TASK PROMPT: Where in the entries below does "OperatorSink" appear? Copy every line that has it.
:: RECORDS SUPPLIED
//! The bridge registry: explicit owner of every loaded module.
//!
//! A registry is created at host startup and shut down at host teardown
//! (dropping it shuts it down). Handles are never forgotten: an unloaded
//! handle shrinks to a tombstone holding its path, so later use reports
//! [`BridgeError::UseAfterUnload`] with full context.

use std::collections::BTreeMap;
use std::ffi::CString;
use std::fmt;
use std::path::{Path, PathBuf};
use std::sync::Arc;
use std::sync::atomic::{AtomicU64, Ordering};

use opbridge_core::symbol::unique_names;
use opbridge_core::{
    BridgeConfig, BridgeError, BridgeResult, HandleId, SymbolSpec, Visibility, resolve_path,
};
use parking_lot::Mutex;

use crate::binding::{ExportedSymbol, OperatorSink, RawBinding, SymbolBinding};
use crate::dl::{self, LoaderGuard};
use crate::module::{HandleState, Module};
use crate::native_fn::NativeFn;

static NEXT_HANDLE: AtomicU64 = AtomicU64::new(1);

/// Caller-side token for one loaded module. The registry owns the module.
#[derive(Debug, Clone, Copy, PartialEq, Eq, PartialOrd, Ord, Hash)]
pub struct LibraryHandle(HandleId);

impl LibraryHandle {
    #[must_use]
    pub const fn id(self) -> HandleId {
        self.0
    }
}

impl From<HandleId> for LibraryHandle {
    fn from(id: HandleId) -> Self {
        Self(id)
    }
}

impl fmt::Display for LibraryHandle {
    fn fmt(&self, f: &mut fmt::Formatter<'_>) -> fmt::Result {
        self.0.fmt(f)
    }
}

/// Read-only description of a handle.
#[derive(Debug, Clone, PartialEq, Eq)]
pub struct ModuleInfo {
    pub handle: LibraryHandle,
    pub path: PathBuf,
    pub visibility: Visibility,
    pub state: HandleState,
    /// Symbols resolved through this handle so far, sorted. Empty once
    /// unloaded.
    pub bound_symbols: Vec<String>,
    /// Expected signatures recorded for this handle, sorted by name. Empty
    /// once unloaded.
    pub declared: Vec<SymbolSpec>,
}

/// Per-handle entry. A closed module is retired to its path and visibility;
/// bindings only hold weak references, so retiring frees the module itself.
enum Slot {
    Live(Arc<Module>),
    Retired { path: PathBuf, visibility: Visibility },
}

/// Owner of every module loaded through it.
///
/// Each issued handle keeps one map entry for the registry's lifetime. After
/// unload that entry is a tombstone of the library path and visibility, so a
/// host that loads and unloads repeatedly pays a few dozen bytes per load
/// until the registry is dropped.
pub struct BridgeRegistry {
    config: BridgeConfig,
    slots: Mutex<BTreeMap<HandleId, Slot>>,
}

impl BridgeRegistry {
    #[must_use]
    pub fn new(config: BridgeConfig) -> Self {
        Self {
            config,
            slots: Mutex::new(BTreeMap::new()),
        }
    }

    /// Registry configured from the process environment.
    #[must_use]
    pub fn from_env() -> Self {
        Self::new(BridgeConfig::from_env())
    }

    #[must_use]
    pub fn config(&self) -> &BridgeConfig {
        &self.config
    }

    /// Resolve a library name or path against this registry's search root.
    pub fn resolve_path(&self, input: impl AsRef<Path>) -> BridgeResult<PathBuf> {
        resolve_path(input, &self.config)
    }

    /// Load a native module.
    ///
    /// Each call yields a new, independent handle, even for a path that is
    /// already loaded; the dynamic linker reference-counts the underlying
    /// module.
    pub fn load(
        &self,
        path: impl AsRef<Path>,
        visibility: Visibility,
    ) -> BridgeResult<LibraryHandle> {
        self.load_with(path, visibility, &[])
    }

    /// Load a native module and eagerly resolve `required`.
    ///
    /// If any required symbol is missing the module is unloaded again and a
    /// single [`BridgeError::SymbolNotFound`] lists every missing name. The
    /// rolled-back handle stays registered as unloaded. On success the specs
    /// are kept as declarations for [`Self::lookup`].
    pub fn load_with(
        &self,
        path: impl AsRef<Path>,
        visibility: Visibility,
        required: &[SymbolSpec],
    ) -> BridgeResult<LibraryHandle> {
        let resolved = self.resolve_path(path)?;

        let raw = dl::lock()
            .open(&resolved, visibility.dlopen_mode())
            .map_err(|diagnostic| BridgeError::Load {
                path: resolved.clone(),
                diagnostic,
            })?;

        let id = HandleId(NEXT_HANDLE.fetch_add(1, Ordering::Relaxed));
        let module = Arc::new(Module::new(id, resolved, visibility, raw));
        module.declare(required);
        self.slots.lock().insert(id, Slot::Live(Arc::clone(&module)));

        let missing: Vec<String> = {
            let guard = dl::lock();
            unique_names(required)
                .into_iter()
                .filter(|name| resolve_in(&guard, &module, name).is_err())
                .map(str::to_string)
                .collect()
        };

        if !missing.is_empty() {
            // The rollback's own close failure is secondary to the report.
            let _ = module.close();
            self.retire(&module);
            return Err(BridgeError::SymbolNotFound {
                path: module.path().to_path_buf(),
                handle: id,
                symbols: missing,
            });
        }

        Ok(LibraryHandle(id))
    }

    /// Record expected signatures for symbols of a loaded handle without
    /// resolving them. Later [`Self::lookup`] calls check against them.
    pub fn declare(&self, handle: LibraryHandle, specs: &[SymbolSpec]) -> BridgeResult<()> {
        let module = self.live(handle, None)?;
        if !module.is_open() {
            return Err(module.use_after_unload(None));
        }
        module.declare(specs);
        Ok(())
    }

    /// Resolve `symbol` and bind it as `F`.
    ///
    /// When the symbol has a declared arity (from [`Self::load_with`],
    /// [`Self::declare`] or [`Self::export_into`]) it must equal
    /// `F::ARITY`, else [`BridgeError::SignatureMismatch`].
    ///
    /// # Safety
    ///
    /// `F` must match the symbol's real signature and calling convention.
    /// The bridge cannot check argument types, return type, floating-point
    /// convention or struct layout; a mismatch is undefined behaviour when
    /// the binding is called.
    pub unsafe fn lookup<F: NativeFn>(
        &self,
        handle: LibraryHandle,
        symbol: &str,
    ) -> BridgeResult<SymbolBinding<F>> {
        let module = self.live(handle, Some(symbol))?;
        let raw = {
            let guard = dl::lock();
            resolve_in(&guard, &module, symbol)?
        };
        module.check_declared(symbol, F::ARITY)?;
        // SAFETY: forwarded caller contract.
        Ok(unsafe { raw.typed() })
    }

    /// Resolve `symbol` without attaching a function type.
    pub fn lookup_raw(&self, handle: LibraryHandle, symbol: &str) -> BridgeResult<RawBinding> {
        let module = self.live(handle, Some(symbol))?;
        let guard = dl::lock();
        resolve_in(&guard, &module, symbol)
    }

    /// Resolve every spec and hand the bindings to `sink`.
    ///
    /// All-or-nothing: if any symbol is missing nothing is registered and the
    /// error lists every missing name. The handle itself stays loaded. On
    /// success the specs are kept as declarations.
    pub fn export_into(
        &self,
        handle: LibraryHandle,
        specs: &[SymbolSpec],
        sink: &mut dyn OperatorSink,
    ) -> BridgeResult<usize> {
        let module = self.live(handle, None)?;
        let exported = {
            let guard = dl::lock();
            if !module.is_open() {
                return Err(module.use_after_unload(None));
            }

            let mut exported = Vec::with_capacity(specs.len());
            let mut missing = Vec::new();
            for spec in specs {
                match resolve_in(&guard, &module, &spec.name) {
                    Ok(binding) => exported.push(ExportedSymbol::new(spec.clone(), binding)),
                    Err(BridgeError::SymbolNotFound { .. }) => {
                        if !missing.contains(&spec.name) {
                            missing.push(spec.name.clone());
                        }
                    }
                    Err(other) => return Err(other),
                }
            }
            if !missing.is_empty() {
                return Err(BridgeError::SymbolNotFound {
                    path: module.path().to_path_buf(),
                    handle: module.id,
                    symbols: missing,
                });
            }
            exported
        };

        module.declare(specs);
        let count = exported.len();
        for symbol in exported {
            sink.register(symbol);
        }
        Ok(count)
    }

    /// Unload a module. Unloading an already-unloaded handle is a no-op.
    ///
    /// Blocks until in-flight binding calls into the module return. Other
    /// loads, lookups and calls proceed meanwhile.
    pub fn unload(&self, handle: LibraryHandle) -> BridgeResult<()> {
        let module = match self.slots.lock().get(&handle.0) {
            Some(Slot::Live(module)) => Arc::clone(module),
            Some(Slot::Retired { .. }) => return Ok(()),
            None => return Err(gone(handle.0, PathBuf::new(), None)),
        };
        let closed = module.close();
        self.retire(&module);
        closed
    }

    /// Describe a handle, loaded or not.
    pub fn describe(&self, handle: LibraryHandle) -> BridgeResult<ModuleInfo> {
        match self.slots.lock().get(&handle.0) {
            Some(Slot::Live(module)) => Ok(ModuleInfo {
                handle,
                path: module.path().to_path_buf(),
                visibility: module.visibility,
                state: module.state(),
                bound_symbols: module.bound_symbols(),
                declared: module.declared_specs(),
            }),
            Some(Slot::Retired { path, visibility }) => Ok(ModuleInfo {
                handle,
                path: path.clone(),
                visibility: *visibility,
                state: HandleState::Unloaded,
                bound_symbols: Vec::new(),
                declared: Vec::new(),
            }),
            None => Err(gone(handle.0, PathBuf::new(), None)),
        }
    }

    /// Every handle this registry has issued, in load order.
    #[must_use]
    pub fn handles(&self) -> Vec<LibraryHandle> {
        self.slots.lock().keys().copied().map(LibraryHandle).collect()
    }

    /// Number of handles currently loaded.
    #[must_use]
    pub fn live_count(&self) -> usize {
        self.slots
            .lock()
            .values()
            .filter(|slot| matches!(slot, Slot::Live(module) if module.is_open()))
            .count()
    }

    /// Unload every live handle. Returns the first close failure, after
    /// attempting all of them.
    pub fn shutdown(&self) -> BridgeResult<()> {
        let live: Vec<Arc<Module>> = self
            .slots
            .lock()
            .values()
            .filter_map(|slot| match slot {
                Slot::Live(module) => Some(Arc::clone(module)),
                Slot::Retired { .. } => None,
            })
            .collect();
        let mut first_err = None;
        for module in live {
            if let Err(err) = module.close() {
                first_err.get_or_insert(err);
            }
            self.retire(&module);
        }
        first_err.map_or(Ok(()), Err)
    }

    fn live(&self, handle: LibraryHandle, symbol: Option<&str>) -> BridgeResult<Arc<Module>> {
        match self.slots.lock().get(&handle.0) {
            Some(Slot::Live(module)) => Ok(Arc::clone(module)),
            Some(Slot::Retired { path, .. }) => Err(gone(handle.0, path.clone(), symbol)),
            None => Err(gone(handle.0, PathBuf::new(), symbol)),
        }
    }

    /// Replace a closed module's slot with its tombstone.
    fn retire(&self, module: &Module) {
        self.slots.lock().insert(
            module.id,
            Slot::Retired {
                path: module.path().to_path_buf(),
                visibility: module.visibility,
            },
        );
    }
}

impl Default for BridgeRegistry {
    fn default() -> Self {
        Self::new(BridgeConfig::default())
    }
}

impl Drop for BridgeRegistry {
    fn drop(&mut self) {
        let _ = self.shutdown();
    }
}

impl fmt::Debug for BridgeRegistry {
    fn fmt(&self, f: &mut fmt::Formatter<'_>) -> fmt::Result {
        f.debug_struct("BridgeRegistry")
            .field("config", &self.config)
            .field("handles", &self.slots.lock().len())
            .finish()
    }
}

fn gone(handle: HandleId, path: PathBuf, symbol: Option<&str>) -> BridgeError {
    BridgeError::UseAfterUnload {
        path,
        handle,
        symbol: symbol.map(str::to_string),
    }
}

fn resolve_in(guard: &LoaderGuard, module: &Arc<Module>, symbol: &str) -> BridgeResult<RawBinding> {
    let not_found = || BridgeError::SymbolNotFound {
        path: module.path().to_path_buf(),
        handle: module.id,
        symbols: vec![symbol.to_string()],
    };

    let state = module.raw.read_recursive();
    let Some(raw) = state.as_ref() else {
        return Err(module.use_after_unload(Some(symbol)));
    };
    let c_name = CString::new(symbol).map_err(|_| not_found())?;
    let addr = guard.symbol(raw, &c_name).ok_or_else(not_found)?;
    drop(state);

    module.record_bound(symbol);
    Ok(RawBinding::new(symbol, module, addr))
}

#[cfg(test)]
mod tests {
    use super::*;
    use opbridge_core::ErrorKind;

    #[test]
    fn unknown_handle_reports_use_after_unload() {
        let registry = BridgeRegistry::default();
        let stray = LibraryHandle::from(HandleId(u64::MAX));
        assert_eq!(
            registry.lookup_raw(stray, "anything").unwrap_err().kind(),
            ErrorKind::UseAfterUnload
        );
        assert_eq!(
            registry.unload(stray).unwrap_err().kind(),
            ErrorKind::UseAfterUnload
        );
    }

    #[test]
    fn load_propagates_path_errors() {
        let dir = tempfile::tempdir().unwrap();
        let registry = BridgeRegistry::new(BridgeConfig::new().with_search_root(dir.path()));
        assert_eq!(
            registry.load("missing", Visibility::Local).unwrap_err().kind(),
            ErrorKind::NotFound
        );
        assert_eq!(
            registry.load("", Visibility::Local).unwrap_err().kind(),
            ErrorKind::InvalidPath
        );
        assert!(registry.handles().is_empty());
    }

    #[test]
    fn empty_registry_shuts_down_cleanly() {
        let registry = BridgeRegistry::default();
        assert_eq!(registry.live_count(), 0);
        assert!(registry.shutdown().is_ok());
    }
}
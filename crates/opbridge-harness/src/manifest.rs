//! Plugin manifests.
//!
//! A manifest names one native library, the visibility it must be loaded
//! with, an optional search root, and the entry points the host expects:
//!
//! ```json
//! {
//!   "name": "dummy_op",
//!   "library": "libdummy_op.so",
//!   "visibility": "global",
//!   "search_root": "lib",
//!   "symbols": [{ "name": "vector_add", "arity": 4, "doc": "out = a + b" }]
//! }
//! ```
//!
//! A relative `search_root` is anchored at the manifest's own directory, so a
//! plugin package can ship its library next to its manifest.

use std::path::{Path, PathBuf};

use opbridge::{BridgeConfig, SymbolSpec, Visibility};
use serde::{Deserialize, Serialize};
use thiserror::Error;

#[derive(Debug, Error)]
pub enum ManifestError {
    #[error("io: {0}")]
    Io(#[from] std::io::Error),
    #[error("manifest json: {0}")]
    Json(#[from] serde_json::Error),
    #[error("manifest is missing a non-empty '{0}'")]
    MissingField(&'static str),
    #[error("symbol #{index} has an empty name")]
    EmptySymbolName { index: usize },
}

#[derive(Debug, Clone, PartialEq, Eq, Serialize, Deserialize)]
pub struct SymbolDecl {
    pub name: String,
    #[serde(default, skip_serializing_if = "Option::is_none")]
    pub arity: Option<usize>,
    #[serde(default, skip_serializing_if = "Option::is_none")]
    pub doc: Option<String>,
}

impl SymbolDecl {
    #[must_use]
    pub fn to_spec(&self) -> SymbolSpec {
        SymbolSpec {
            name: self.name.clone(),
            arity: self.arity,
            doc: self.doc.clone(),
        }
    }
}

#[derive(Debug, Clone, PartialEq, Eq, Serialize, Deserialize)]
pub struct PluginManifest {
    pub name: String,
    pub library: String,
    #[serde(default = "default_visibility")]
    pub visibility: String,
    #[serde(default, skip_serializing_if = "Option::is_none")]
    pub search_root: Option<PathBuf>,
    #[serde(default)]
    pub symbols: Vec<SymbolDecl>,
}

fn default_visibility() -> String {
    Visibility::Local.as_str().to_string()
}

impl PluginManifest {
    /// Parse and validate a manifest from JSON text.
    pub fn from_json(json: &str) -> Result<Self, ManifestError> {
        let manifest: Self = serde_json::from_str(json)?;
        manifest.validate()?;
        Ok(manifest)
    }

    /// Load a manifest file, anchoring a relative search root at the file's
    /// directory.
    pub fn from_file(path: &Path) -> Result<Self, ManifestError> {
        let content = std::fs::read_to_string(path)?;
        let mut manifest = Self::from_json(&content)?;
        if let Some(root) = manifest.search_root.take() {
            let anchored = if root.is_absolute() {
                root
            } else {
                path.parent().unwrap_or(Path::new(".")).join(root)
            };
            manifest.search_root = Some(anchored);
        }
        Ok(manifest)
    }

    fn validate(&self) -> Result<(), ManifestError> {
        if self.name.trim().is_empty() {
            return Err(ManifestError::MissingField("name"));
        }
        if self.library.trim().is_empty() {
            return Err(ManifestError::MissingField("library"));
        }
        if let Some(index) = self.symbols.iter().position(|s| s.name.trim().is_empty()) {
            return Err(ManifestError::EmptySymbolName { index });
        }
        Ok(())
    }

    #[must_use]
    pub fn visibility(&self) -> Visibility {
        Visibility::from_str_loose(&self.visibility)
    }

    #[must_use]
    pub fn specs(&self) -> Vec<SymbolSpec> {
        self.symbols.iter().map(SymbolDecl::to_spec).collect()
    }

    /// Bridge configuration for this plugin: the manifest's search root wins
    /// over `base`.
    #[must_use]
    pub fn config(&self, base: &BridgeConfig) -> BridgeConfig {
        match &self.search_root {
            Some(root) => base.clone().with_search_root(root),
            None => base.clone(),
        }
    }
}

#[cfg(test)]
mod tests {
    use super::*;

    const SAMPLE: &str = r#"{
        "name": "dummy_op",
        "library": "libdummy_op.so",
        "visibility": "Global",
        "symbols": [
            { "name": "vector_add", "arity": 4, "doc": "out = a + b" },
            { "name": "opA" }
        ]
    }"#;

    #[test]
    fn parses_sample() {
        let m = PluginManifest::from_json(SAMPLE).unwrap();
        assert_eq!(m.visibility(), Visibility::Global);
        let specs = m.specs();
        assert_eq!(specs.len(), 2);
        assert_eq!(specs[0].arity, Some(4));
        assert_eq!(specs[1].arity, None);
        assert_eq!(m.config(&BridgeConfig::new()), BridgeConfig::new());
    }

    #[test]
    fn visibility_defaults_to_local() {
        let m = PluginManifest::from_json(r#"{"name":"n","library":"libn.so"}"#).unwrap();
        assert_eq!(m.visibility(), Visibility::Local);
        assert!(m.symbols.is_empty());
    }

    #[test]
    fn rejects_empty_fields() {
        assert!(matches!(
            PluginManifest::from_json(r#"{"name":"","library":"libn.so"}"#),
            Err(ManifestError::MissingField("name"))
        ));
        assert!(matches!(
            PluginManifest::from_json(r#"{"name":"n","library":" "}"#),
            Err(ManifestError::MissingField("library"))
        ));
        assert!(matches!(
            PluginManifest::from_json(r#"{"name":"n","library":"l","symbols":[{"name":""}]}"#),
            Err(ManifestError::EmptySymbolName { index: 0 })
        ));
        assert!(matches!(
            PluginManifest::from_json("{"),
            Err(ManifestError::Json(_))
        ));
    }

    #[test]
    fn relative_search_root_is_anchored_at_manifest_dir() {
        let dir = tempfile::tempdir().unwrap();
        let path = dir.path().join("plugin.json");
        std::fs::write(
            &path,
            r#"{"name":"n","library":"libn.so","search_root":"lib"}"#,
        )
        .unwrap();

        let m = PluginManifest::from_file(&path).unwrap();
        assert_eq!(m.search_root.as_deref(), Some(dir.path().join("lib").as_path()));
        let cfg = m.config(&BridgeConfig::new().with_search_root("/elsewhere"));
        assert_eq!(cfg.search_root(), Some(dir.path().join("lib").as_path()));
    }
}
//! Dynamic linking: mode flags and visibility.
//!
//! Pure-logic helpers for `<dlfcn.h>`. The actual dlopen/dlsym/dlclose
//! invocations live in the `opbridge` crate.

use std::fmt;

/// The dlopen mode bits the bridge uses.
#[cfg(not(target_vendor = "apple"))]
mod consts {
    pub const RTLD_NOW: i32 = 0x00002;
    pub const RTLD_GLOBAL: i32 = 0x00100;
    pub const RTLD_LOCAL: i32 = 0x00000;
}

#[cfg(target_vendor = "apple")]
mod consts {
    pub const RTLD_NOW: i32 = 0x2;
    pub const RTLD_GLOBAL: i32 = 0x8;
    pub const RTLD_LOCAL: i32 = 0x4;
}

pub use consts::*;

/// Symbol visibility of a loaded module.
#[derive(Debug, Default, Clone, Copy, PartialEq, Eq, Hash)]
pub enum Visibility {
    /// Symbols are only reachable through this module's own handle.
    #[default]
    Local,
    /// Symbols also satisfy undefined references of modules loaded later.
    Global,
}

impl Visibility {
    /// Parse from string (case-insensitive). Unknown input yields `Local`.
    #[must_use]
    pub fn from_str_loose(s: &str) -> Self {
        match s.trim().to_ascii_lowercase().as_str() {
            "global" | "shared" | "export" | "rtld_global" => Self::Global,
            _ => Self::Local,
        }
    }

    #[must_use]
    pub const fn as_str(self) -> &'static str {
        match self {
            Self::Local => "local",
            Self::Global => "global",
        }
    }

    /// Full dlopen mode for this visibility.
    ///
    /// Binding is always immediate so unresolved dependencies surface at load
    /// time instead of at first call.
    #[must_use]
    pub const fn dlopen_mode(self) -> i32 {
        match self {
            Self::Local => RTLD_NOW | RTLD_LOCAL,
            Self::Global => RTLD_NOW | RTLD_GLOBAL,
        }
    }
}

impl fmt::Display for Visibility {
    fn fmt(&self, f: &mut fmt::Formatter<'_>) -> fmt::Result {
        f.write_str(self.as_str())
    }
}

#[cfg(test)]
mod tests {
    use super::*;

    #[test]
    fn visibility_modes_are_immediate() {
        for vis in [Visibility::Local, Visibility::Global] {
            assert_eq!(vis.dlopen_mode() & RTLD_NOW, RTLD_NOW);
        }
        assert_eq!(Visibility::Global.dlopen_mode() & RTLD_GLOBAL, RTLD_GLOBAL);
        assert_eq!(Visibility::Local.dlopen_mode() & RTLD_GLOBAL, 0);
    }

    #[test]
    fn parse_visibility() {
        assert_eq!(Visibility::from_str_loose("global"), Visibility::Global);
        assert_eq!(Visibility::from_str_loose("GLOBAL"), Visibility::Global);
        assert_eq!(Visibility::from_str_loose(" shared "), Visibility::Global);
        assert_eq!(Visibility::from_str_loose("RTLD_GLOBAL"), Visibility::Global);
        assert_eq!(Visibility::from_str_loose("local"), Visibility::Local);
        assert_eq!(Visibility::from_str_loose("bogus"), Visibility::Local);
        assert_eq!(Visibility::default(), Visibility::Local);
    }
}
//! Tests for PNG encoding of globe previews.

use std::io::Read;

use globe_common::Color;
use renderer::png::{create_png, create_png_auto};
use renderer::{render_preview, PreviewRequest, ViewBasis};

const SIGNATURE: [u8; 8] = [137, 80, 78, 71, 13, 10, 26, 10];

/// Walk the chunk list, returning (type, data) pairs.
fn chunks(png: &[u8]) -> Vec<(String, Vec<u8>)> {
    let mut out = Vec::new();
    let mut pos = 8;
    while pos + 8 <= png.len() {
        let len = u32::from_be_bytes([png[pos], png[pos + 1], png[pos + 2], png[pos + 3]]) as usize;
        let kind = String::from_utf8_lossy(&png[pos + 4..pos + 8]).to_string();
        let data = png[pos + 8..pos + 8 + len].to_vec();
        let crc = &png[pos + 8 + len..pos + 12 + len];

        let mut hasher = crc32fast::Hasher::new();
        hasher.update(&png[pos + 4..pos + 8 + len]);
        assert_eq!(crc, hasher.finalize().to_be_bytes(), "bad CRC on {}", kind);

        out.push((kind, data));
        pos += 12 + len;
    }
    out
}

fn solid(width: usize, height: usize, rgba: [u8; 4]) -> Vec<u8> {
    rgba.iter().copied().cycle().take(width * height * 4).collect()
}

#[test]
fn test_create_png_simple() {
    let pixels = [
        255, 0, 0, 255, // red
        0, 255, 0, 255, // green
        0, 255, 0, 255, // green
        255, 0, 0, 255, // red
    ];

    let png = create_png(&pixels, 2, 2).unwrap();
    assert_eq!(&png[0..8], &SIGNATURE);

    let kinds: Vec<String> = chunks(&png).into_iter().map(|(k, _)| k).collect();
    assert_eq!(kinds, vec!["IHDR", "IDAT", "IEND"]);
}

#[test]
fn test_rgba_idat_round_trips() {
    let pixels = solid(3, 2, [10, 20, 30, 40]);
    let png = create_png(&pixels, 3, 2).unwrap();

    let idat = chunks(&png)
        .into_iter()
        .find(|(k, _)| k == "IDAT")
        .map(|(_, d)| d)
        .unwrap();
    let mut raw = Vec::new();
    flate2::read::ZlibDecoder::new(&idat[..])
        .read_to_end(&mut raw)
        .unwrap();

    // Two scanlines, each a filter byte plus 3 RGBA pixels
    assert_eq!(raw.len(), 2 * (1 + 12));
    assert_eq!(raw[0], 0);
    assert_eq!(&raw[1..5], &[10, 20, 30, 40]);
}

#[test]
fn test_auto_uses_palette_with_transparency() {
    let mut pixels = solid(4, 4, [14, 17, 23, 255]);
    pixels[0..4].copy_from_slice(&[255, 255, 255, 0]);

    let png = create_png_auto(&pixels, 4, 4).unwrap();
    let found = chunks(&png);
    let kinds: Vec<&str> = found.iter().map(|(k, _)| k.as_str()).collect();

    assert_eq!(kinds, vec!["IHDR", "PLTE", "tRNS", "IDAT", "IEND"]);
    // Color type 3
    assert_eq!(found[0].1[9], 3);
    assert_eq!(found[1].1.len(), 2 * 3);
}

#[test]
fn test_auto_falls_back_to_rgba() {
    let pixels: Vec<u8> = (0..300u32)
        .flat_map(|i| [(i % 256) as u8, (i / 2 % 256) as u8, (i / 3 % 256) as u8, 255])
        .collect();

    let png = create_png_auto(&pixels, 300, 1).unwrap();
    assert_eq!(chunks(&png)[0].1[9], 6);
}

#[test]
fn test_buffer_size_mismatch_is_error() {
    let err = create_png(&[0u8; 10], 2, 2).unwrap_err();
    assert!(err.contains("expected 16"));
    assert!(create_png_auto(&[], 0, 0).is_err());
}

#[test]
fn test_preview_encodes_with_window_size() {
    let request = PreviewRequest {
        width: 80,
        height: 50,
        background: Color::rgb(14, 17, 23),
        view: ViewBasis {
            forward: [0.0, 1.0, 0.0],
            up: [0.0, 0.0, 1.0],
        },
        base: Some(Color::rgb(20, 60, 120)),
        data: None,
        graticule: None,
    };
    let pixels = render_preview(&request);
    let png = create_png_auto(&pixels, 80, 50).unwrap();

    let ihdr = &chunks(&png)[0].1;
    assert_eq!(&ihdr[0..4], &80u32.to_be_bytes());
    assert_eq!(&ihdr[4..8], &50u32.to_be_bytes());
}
::::
ANSWER TO THIS TASK:
use crate::binding::{ExportedSymbol, OperatorSink, RawBinding, SymbolBinding};
        sink: &mut dyn OperatorSink,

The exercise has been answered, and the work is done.